Revue des sciences 09/08




- La fonte de l'Arctique, une bombe climatique à retardement

Contrairement à l'étude qui se voulait rassurante et dont on rendait compte au mois de février, la fonte du permafrost pourrait bien déclencher une bombe climatique décuplant le réchauffement bien au-delà des prévisions actuelles. Il est possible que ce ne soit pas un danger imminent et que cela prenne beaucoup de temps mais tout s'accélère semble-t-il puisque le pôle Nord pourrait être libre de glace avant la fin du mois de septembre, et ce, pour la première fois depuis des dizaines de milliers d'années (et bien que 2008 soit sans doute l'année la plus froide du XXIè siècle) ! Comme je le martèle depuis un moment, c'est cela qui devrait être notre préoccupation principale, éviter ce risque majeur jugé peu probable jusqu'ici mais qui se précise et qui n'a rien à voir avec les débats actuels autour de 2° à 6°C. Il n'est plus temps de se poser la question si c'est un phénomène naturel ou non car ce serait en tout cas terriblement meurtrier. En effet, ce n'est pas seulement du CO2 mais surtout du méthane qui est contenu dans le sol gelé, or le méthane est un gaz à effet de serre 23 fois plus puissant que le CO2. Même s'il se décompose plus rapidement, on aurait le temps de griller la planète en quelques dizaines d'années, au risque de déclencher d'autres phénomènes amplificateurs comme le dégagement du méthane marin. Les risques sont vraiment démesurés. Il faut s'assurer qu'ils ne se produiront pas, puisque c'est ce qu'on croit encore, ou bien empêcher qu'ils ne se produisent s'il s'avère que les nouvelles ne sont pas si rassurantes...

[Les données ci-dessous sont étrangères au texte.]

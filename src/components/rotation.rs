use bevy_ecs::prelude::Component;

/// Rotation around the pivot, in radians.
#[derive(Component, Clone, Debug, Copy, Default)]
pub struct Rotation {
    pub radians: f32,
}
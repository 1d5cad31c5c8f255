//! Error types for Tash Desk.

use thiserror::Error;

#[derive(Error, Debug)]
pub enum TashError {
    #[error("Not found: {0}")]
    NotFound(String),

    #[error("Case {id} was modified by another editor (rev {actual}, expected {expected})")]
    Conflict {
        id: String,
        expected: u64,
        actual: u64,
    },

    #[error("Provider error: {0}")]
    Provider(String),

    #[error("Store error: {0}")]
    Io(#[from] std::io::Error),

    #[error("JSON error: {0}")]
    Json(#[from] serde_json::Error),

    #[error("Invalid request: {0}")]
    Invalid(String),
}

impl TashError {
    /// True when the caller should re-fetch the document and retry.
    pub fn is_conflict(&self) -> bool {
        matches!(self, TashError::Conflict { .. })
    }
}

pub type Result<T> = std::result::Result<T, TashError>;
//! Defensive parsing of generative-model output for the consult flow.
//!
//! Models wrap their JSON in code fences, prose, or both, and sometimes
//! return a bare id array instead of the full contract object. Parsing is
//! staged, first success wins, and total failure degrades to an empty result
//! rather than an error; the raw text is kept by the caller for audit.

use serde_json::Value;
use tracing::warn;

/// Structured result of one consult response.
#[derive(Debug, Clone, Default, PartialEq)]
pub struct ParsedConsult {
    pub recommended_ids: Vec<String>,
    pub explanation: String,
    pub soldier_needs: Vec<String>,
    pub mashak_needs: Vec<String>,
}

impl ParsedConsult {
    pub fn is_empty(&self) -> bool {
        self.recommended_ids.is_empty()
    }
}

/// Parse raw model output. Never fails:
/// 1. strip code fences, trim, full JSON parse (contract object or bare array)
/// 2. fall back to the first bracketed array of quoted strings in the text
/// 3. give up with an empty result
pub fn parse_consult_output(raw: &str) -> ParsedConsult {
    let cleaned = strip_code_fences(raw);

    if let Ok(value) = serde_json::from_str::<Value>(&cleaned) {
        if let Some(parsed) = from_value(&value) {
            return parsed;
        }
    }

    if let Some(ids) = extract_id_array(raw) {
        warn!("Consult output was not valid JSON; recovered id array from prose");
        return ParsedConsult {
            recommended_ids: ids,
            ..Default::default()
        };
    }

    warn!("Consult output unparsable ({} chars); returning empty result", raw.len());
    ParsedConsult::default()
}

/// Remove ```json / ``` markers and surrounding whitespace.
fn strip_code_fences(raw: &str) -> String {
    raw.replace("```json", "").replace("```", "").trim().to_string()
}

/// Interpret a parsed JSON value as the consult contract.
///
/// Accepts either the full object
/// `{recommendedIds, explanation, nextSteps: {soldierNeeds, mashakNeeds}}`
/// (missing or null fields tolerated) or a bare `["id", ...]` array.
fn from_value(value: &Value) -> Option<ParsedConsult> {
    if let Some(ids) = string_array(Some(value)) {
        return Some(ParsedConsult {
            recommended_ids: ids,
            ..Default::default()
        });
    }

    if !value.is_object() {
        return None;
    }

    let recommended_ids = string_array(value.get("recommendedIds")).unwrap_or_default();
    let explanation = value
        .get("explanation")
        .and_then(|v| v.as_str())
        .unwrap_or("")
        .to_string();

    let next_steps = value.get("nextSteps");
    let soldier_needs = next_steps
        .and_then(|ns| string_array(ns.get("soldierNeeds")))
        .unwrap_or_default();
    let mashak_needs = next_steps
        .and_then(|ns| string_array(ns.get("mashakNeeds")))
        .unwrap_or_default();

    Some(ParsedConsult {
        recommended_ids,
        explanation,
        soldier_needs,
        mashak_needs,
    })
}

/// A JSON array of strings, or None.
fn string_array(value: Option<&Value>) -> Option<Vec<String>> {
    let arr = value?.as_array()?;
    let mut out = Vec::with_capacity(arr.len());
    for item in arr {
        out.push(item.as_str()?.to_string());
    }
    Some(out)
}

/// Scan prose for the first `[...]` slice that parses as an array of quoted
/// strings. Used when the model explains itself around the answer.
fn extract_id_array(raw: &str) -> Option<Vec<String>> {
    let bytes = raw.as_bytes();
    for (start, &b) in bytes.iter().enumerate() {
        if b != b'[' {
            continue;
        }
        if let Some(len) = raw[start..].find(']') {
            let slice = &raw[start..=start + len];
            if let Ok(ids) = serde_json::from_str::<Vec<String>>(slice) {
                if !ids.is_empty() {
                    return Some(ids);
                }
            }
        }
    }
    None
}
//! JSON document store for templates, cases, and soldiers.
//!
//! One document per entity under the data root:
//! `templates/<id>.json`, `cases/<id>.json`, `soldiers/<id>.json`.
//! Writes go through a temp file and rename so a document is either the old
//! version or the new one, never a torn write. Case writes carry a revision
//! guard: saving against a stale revision is a typed conflict, so two editors
//! on one case cannot silently overwrite each other.

use std::fs;
use std::path::{Path, PathBuf};

use chrono::Utc;
use serde::de::DeserializeOwned;
use serde::Serialize;
use tracing::{info, warn};

use crate::error::{Result, TashError};
use crate::schema::{CaseStatus, ConsultationCase, RequestTemplate, Soldier};

/// Default data root in production.
pub const DEFAULT_DATA_DIR: &str = "/var/lib/tash";

const TEMPLATES: &str = "templates";
const CASES: &str = "cases";
const SOLDIERS: &str = "soldiers";

pub struct DocStore {
    root: PathBuf,
}

impl DocStore {
    /// Open (and create if needed) a store rooted at `root`.
    pub fn open(root: impl Into<PathBuf>) -> Result<Self> {
        let root = root.into();
        for collection in [TEMPLATES, CASES, SOLDIERS] {
            fs::create_dir_all(root.join(collection))?;
        }
        Ok(Self { root })
    }

    pub fn root(&self) -> &Path {
        &self.root
    }

    fn doc_path(&self, collection: &str, id: &str) -> Result<PathBuf> {
        if id.is_empty() || id.contains('/') || id.contains('\\') || id.contains("..") {
            return Err(TashError::Invalid(format!("bad document id: {:?}", id)));
        }
        Ok(self.root.join(collection).join(format!("{}.json", id)))
    }

    fn read_doc<T: DeserializeOwned>(&self, collection: &str, id: &str) -> Result<Option<T>> {
        let path = self.doc_path(collection, id)?;
        match fs::read_to_string(&path) {
            Ok(text) => Ok(Some(serde_json::from_str(&text)?)),
            Err(e) if e.kind() == std::io::ErrorKind::NotFound => Ok(None),
            Err(e) => Err(e.into()),
        }
    }

    fn write_doc<T: Serialize>(&self, collection: &str, id: &str, value: &T) -> Result<()> {
        let path = self.doc_path(collection, id)?;
        let tmp = path.with_extension("json.tmp");
        fs::write(&tmp, serde_json::to_string_pretty(value)?)?;
        fs::rename(&tmp, &path)?;
        Ok(())
    }

    fn read_all<T: DeserializeOwned>(&self, collection: &str) -> Result<Vec<T>> {
        let mut out = Vec::new();
        for entry in fs::read_dir(self.root.join(collection))? {
            let path = entry?.path();
            if path.extension().map(|e| e == "json").unwrap_or(false) {
                let text = fs::read_to_string(&path)?;
                match serde_json::from_str(&text) {
                    Ok(doc) => out.push(doc),
                    Err(e) => warn!("Skipping unreadable document {:?}: {}", path, e),
                }
            }
        }
        Ok(out)
    }

    // ------------------------------------------------------------------
    // Templates
    // ------------------------------------------------------------------

    /// Write the given templates only when the collection is empty. Returns
    /// how many were seeded.
    pub fn seed_templates(&self, templates: &[RequestTemplate]) -> Result<usize> {
        if !self.list_templates()?.is_empty() {
            return Ok(0);
        }
        for template in templates {
            self.write_doc(TEMPLATES, &template.id, template)?;
        }
        info!("Seeded {} templates into {:?}", templates.len(), self.root);
        Ok(templates.len())
    }

    /// All templates, ordered by category then title for stable listings.
    pub fn list_templates(&self) -> Result<Vec<RequestTemplate>> {
        let mut templates: Vec<RequestTemplate> = self.read_all(TEMPLATES)?;
        templates.sort_by(|a, b| {
            a.category
                .cmp(&b.category)
                .then_with(|| a.title.cmp(&b.title))
        });
        Ok(templates)
    }

    pub fn get_template(&self, id: &str) -> Result<Option<RequestTemplate>> {
        self.read_doc(TEMPLATES, id)
    }

    /// Create or replace a template, stamping `last_updated`.
    pub fn upsert_template(&self, template: &RequestTemplate) -> Result<()> {
        let mut template = template.clone();
        template.last_updated = Utc::now();
        self.write_doc(TEMPLATES, &template.id, &template)
    }

    pub fn delete_template(&self, id: &str) -> Result<bool> {
        let path = self.doc_path(TEMPLATES, id)?;
        match fs::remove_file(&path) {
            Ok(()) => Ok(true),
            Err(e) if e.kind() == std::io::ErrorKind::NotFound => Ok(false),
            Err(e) => Err(e.into()),
        }
    }

    /// Case-insensitive keyword search over title, description, keywords, and
    /// eligibility criteria.
    pub fn search_templates(&self, query: &str) -> Result<Vec<RequestTemplate>> {
        let q = query.to_lowercase();
        Ok(self
            .list_templates()?
            .into_iter()
            .filter(|t| {
                t.title.to_lowercase().contains(&q)
                    || t.short_description.to_lowercase().contains(&q)
                    || t.ai_keywords.iter().any(|k| k.to_lowercase().contains(&q))
                    || t.eligibility_criteria
                        .iter()
                        .any(|c| c.to_lowercase().contains(&q))
            })
            .collect())
    }

    // ------------------------------------------------------------------
    // Cases
    // ------------------------------------------------------------------

    /// Persist a freshly materialized case as one atomic write. Refuses to
    /// overwrite an existing case id.
    pub fn create_case(&self, case: &ConsultationCase) -> Result<()> {
        let path = self.doc_path(CASES, &case.id)?;
        if path.exists() {
            return Err(TashError::Invalid(format!("case {} already exists", case.id)));
        }
        self.write_doc(CASES, &case.id, case)?;
        info!("Created case {} from template {}", case.id, case.template_id);
        Ok(())
    }

    pub fn get_case(&self, id: &str) -> Result<Option<ConsultationCase>> {
        self.read_doc(CASES, id)
    }

    /// Cases newest-first, optionally filtered to one soldier and/or to
    /// active status only.
    pub fn list_cases(
        &self,
        soldier_id: Option<&str>,
        active_only: bool,
        limit: usize,
    ) -> Result<Vec<ConsultationCase>> {
        let mut cases: Vec<ConsultationCase> = self
            .read_all(CASES)?
            .into_iter()
            .filter(|c: &ConsultationCase| {
                soldier_id.map(|s| c.soldier_id == s).unwrap_or(true)
                    && (!active_only || c.status == CaseStatus::Active)
            })
            .collect();
        cases.sort_by(|a, b| b.created_at.cmp(&a.created_at));
        cases.truncate(limit);
        Ok(cases)
    }

    /// Write back a mutated case. The caller's `rev` must match the stored
    /// one; on success the revision is bumped and `updated_at` stamped.
    pub fn save_case(&self, case: &mut ConsultationCase) -> Result<()> {
        let stored: ConsultationCase = self
            .get_case(&case.id)?
            .ok_or_else(|| TashError::NotFound(format!("case {}", case.id)))?;

        if stored.rev != case.rev {
            return Err(TashError::Conflict {
                id: case.id.clone(),
                expected: case.rev,
                actual: stored.rev,
            });
        }

        case.rev += 1;
        case.updated_at = Utc::now();
        self.write_doc(CASES, &case.id.clone(), case)
    }

    // ------------------------------------------------------------------
    // Soldiers
    // ------------------------------------------------------------------

    pub fn list_soldiers(&self) -> Result<Vec<Soldier>> {
        let mut soldiers: Vec<Soldier> = self.read_all(SOLDIERS)?;
        soldiers.sort_by(|a, b| a.full_name.cmp(&b.full_name));
        Ok(soldiers)
    }

    pub fn get_soldier(&self, id: &str) -> Result<Option<Soldier>> {
        self.read_doc(SOLDIERS, id)
    }

    pub fn upsert_soldier(&self, soldier: &Soldier) -> Result<()> {
        let mut soldier = soldier.clone();
        soldier.updated_at = Some(Utc::now());
        self.write_doc(SOLDIERS, &soldier.id, &soldier)
    }
}

#[cfg(test)]
mod tests {
    use super::*;
    use crate::catalog::default_catalog;
    use crate::materializer::{materialize, RoutingPolicy};

    fn open_store() -> (tempfile::TempDir, DocStore) {
        let dir = tempfile::tempdir().unwrap();
        let store = DocStore::open(dir.path()).unwrap();
        (dir, store)
    }

    #[test]
    fn test_seed_only_when_empty() {
        let (_dir, store) = open_store();
        let catalog = default_catalog();
        assert_eq!(store.seed_templates(&catalog).unwrap(), catalog.len());
        // Second seed is a no-op, even after an edit.
        assert_eq!(store.seed_templates(&catalog).unwrap(), 0);
    }

    #[test]
    fn test_template_crud() {
        let (_dir, store) = open_store();
        let catalog = default_catalog();
        store.seed_templates(&catalog).unwrap();

        let mut template = store.get_template("work-permit").unwrap().unwrap();
        let before = template.last_updated;
        template.title = "Private work permit (updated)".to_string();
        store.upsert_template(&template).unwrap();

        let reloaded = store.get_template("work-permit").unwrap().unwrap();
        assert_eq!(reloaded.title, "Private work permit (updated)");
        assert!(reloaded.last_updated >= before);

        assert!(store.delete_template("work-permit").unwrap());
        assert!(!store.delete_template("work-permit").unwrap());
        assert!(store.get_template("work-permit").unwrap().is_none());
    }

    #[test]
    fn test_search_templates() {
        let (_dir, store) = open_store();
        store.seed_templates(&default_catalog()).unwrap();

        let hits = store.search_templates("rent").unwrap();
        assert!(hits.iter().any(|t| t.id == "rent-participation"));

        let hits = store.search_templates("FORECLOSURE").unwrap();
        assert!(hits.iter().any(|t| t.id == "bzack-grant"));

        assert!(store.search_templates("zzz-nothing").unwrap().is_empty());
    }

    #[test]
    fn test_case_roundtrip_and_listing() {
        let (_dir, store) = open_store();
        let catalog = default_catalog();

        let a = materialize(&catalog[0], "s-1", "Dana", "first", RoutingPolicy::FixedTwoTrack);
        let mut b = materialize(&catalog[1], "s-2", "Noam", "second", RoutingPolicy::FixedTwoTrack);
        b.created_at = a.created_at + chrono::Duration::seconds(5);
        store.create_case(&a).unwrap();
        store.create_case(&b).unwrap();

        // Newest first.
        let all = store.list_cases(None, false, 10).unwrap();
        assert_eq!(all.len(), 2);
        assert_eq!(all[0].id, b.id);

        // Filter by soldier.
        let mine = store.list_cases(Some("s-1"), false, 10).unwrap();
        assert_eq!(mine.len(), 1);
        assert_eq!(mine[0].id, a.id);

        // Active filter.
        let mut closed = store.get_case(&b.id).unwrap().unwrap();
        closed.status = CaseStatus::Archived;
        store.save_case(&mut closed).unwrap();
        let active = store.list_cases(None, true, 10).unwrap();
        assert_eq!(active.len(), 1);
        assert_eq!(active[0].id, a.id);
    }

    #[test]
    fn test_create_case_refuses_duplicate_id() {
        let (_dir, store) = open_store();
        let catalog = default_catalog();
        let case = materialize(&catalog[0], "s-1", "Dana", "x", RoutingPolicy::FixedTwoTrack);
        store.create_case(&case).unwrap();
        assert!(store.create_case(&case).is_err());
    }

    #[test]
    fn test_stale_rev_is_conflict() {
        let (_dir, store) = open_store();
        let catalog = default_catalog();
        let case = materialize(&catalog[0], "s-1", "Dana", "x", RoutingPolicy::FixedTwoTrack);
        store.create_case(&case).unwrap();

        // Two editors fetch the same revision.
        let mut first = store.get_case(&case.id).unwrap().unwrap();
        let mut second = store.get_case(&case.id).unwrap().unwrap();

        crate::checklist::add(&mut first, crate::schema::Track::Mashak, "Call the unit");
        store.save_case(&mut first).unwrap();
        assert_eq!(first.rev, 1);

        // The second editor's write is rejected, not silently merged.
        crate::checklist::add(&mut second, crate::schema::Track::Mashak, "Other note");
        let err = store.save_case(&mut second).unwrap_err();
        assert!(err.is_conflict());

        // After re-fetching, the retry goes through.
        let mut refreshed = store.get_case(&case.id).unwrap().unwrap();
        crate::checklist::add(&mut refreshed, crate::schema::Track::Mashak, "Other note");
        store.save_case(&mut refreshed).unwrap();
        assert_eq!(refreshed.rev, 2);
    }

    #[test]
    fn test_save_missing_case_is_not_found() {
        let (_dir, store) = open_store();
        let catalog = default_catalog();
        let mut case = materialize(&catalog[0], "s-1", "Dana", "x", RoutingPolicy::FixedTwoTrack);
        assert!(matches!(
            store.save_case(&mut case),
            Err(TashError::NotFound(_))
        ));
    }

    #[test]
    fn test_soldier_registry() {
        let (_dir, store) = open_store();
        let soldier = Soldier {
            id: "s-1".to_string(),
            personal_id: "8123456".to_string(),
            full_name: "Dana Levi".to_string(),
            unit: Some("8200".to_string()),
            phone: None,
            notes: None,
            is_lone_soldier: true,
            is_tashmash: false,
            is_or_population: false,
            created_at: Utc::now(),
            updated_at: None,
        };
        store.upsert_soldier(&soldier).unwrap();

        let loaded = store.get_soldier("s-1").unwrap().unwrap();
        assert_eq!(loaded.full_name, "Dana Levi");
        assert!(loaded.updated_at.is_some());
        assert_eq!(store.list_soldiers().unwrap().len(), 1);
    }

    #[test]
    fn test_bad_id_rejected() {
        let (_dir, store) = open_store();
        assert!(store.get_template("../etc/passwd").is_err());
        assert!(store.get_case("").is_err());
    }
}
//! Declarative rule index mapping situation categories to template ids.
//!
//! The same table is rendered into the consult prompt as instructional priors
//! and evaluated directly as a deterministic pre-filter, so the routing logic
//! can be regression-tested without any model in the loop.

/// One if/then rule: narrative patterns that point at specific templates.
#[derive(Debug, Clone)]
pub struct RuleEntry {
    pub category: &'static str,
    /// Lowercase substrings; any hit fires the rule.
    pub patterns: &'static [&'static str],
    pub template_ids: &'static [&'static str],
    pub note: &'static str,
}

/// Versioned table of eligibility rules.
#[derive(Debug, Clone)]
pub struct RuleIndex {
    entries: Vec<RuleEntry>,
}

const BUILTIN_RULES: &[RuleEntry] = &[
    // Lone soldiers
    RuleEntry {
        category: "lone_soldier",
        patterns: &["parents abroad", "parents overseas", "family abroad", "immigrated alone"],
        template_ids: &["lone-soldier-muvhak"],
        note: "Parents living permanently abroad indicates a recognized lone soldier",
    },
    RuleEntry {
        category: "lone_soldier",
        patterns: &["no contact with parents", "estranged", "cut off from family", "left home"],
        template_ids: &["lone-soldier-hame"],
        note: "Parents in the country but no supporting contact indicates lacking family backing",
    },
    RuleEntry {
        category: "housing",
        patterns: &["rent", "landlord", "apartment", "lease"],
        template_ids: &["rent-participation"],
        note: "A lone soldier paying rent should be offered rent participation",
    },
    // Economic distress
    RuleEntry {
        category: "economic",
        patterns: &["parents in debt", "family debt", "overdraft", "low income", "no food at home"],
        template_ids: &["tashmash-parents"],
        note: "Parental economic hardship routes to family support payments",
    },
    RuleEntry {
        category: "economic",
        patterns: &["foreclosure", "repossession", "electricity cut", "eviction", "urgent debt"],
        template_ids: &["bzack-grant"],
        note: "Acute, immediate distress qualifies for the emergency grant",
    },
    RuleEntry {
        category: "economic",
        patterns: &["wants to work", "work permit", "part-time job", "help support the family"],
        template_ids: &["work-permit"],
        note: "A soldier asking to work to support the household needs a work permit",
    },
    // Family status
    RuleEntry {
        category: "family",
        patterns: &["married", "wife", "husband", "spouse"],
        template_ids: &["tashmash-married"],
        note: "A married soldier living with a spouse routes to the married track",
    },
    RuleEntry {
        category: "family",
        patterns: &["pregnant", "pregnancy", "expecting a baby"],
        template_ids: &["tashmash-pregnancy"],
        note: "Pregnancy from week 14 routes to the pregnancy track",
    },
];

impl RuleIndex {
    /// The built-in rule table.
    pub fn builtin() -> Self {
        Self {
            entries: BUILTIN_RULES.to_vec(),
        }
    }

    pub fn entries(&self) -> &[RuleEntry] {
        &self.entries
    }

    /// Evaluate the table against a narrative. Returns template ids in table
    /// order, deduplicated. Purely lexical; no model involved.
    pub fn deterministic_match(&self, narrative: &str) -> Vec<&'static str> {
        let text = narrative.to_lowercase();
        let mut ids: Vec<&'static str> = Vec::new();
        for entry in &self.entries {
            if entry.patterns.iter().any(|p| text.contains(p)) {
                for &id in entry.template_ids {
                    if !ids.contains(&id) {
                        ids.push(id);
                    }
                }
            }
        }
        ids
    }

    /// Render the table as numbered decision rules for the consult prompt.
    pub fn render_for_prompt(&self) -> String {
        let mut out = String::new();
        let mut current_category = "";
        let mut n = 0;
        for entry in &self.entries {
            if entry.category != current_category {
                current_category = entry.category;
                out.push_str(&format!("[{}]\n", current_category));
            }
            n += 1;
            out.push_str(&format!(
                "{}. IF the narrative mentions {} THEN recommend {}  ({})\n",
                n,
                entry
                    .patterns
                    .iter()
                    .map(|p| format!("\"{}\"", p))
                    .collect::<Vec<_>>()
                    .join(" or "),
                entry.template_ids.join(" + "),
                entry.note,
            ));
        }
        out
    }
}

impl Default for RuleIndex {
    fn default() -> Self {
        Self::builtin()
    }
}

#[cfg(test)]
mod tests {
    use super::*;

    #[test]
    fn test_lone_soldier_rules() {
        let rules = RuleIndex::builtin();
        assert_eq!(
            rules.deterministic_match("His parents abroad, he came alone"),
            vec!["lone-soldier-muvhak"]
        );
        assert_eq!(
            rules.deterministic_match("no contact with parents for two years"),
            vec!["lone-soldier-hame"]
        );
    }

    #[test]
    fn test_economic_rules_combine() {
        let rules = RuleIndex::builtin();
        let ids = rules.deterministic_match(
            "the family is in overdraft and there was an electricity cut last week",
        );
        assert_eq!(ids, vec!["tashmash-parents", "bzack-grant"]);
    }

    #[test]
    fn test_no_match_returns_empty() {
        let rules = RuleIndex::builtin();
        assert!(rules.deterministic_match("wants a new beret").is_empty());
    }

    #[test]
    fn test_dedup_preserves_first_position() {
        let rules = RuleIndex::builtin();
        // "rent" appears in one rule only, "married" in another; order follows
        // the table, not the narrative.
        let ids = rules.deterministic_match("married and paying rent");
        assert_eq!(ids, vec!["rent-participation", "tashmash-married"]);
    }

    #[test]
    fn test_prompt_rendering_contains_rules() {
        let rules = RuleIndex::builtin();
        let text = rules.render_for_prompt();
        assert!(text.contains("[lone_soldier]"));
        assert!(text.contains("lone-soldier-muvhak"));
        assert!(text.contains("IF the narrative mentions"));
    }
}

D'importantes quantités de CO2 contenues dans les sols gelés de l'Arctique pourraient être relâchées dans l'atmosphère sous l'effet du réchauffement climatique, ce qui pourrait accélérer ce phénomène, indique une nouvelle étude scientifique.

Les scientifiques savaient que la fonte du permafrost se traduirait par des émissions importantes de gaz à effet de serre mais ils n'avaient pas une idée claire des quantités de carbone piégées dans les sols gelés de l'Arctique.

Pour le déterminer, une équipe de chercheurs américains dirigée par Chien-Lu Ping de l'Université de Fairbanks en Alaska a étudié une large portion de territoire des régions septentrionales d'Amérique du nord, prélevant des échantillons de sol provenant de 117 sites différents, tous situés à au moins un mètre de profondeur.

Jusqu'alors, seules quelques mesures avaient été effectuées et à une profondeur de seulement 40 cm. Rien qu'en Amérique du Nord, les chercheurs se sont ainsi aperçus que les quantités de carbone piégées dans l'Arctique étaient "bien plus importantes que ce que l'on croyait jusqu'alors", jusqu'à 60 fois plus que les estimations précédentes, selon l'étude publiée dans le magazine scientifique britannique Nature Geoscience.

Et les territoires du nord de l'Europe et de la Russie contiennent probablement des quantités équivalentes de carbone piégées par le froid, selon l'étude.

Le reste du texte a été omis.